- _What you will do_: The word to find is "Result". Copy each line of the material that contains it.

--- START ---

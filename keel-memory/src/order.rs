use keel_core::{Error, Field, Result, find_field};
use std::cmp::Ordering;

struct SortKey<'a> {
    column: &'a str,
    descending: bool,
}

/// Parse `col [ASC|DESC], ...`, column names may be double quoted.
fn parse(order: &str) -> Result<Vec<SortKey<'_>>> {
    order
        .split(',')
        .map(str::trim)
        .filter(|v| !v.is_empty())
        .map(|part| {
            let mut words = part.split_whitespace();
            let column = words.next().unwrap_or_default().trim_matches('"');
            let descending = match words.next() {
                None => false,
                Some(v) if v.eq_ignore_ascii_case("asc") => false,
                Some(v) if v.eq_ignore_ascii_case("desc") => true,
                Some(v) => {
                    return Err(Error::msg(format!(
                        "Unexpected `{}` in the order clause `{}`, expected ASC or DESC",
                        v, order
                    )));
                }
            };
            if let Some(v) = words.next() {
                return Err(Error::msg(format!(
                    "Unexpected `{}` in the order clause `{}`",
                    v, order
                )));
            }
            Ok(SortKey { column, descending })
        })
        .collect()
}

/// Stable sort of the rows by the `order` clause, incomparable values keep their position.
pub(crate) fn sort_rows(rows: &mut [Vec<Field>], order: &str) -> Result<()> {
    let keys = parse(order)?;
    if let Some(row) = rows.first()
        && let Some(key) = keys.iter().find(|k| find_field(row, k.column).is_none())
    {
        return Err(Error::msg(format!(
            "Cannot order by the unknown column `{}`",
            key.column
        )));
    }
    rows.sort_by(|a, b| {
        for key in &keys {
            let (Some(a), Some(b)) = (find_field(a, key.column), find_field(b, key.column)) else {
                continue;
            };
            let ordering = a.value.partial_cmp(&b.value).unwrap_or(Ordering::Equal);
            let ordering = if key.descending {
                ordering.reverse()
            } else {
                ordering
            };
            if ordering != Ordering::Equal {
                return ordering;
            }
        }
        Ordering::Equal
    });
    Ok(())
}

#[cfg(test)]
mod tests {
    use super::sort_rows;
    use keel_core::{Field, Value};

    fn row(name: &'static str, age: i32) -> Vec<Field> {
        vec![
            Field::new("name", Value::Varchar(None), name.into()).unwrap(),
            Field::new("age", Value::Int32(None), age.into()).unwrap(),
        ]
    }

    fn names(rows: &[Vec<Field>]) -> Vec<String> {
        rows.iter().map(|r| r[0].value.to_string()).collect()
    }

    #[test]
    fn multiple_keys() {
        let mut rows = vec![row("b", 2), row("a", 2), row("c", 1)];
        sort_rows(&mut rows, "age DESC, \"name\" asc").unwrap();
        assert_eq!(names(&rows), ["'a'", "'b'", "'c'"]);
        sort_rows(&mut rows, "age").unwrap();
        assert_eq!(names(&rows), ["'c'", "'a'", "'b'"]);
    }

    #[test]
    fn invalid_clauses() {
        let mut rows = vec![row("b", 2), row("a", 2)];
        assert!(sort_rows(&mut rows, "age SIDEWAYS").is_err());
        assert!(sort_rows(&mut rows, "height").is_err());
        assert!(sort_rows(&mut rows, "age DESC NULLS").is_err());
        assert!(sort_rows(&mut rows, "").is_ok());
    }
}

--- END ---

- _Expected output_:
use keel_core::{Error, Field, Result, find_field};
fn parse(order: &str) -> Result<Vec<SortKey<'_>>> {
pub(crate) fn sort_rows(rows: &mut [Vec<Field>], order: &str) -> Result<()> {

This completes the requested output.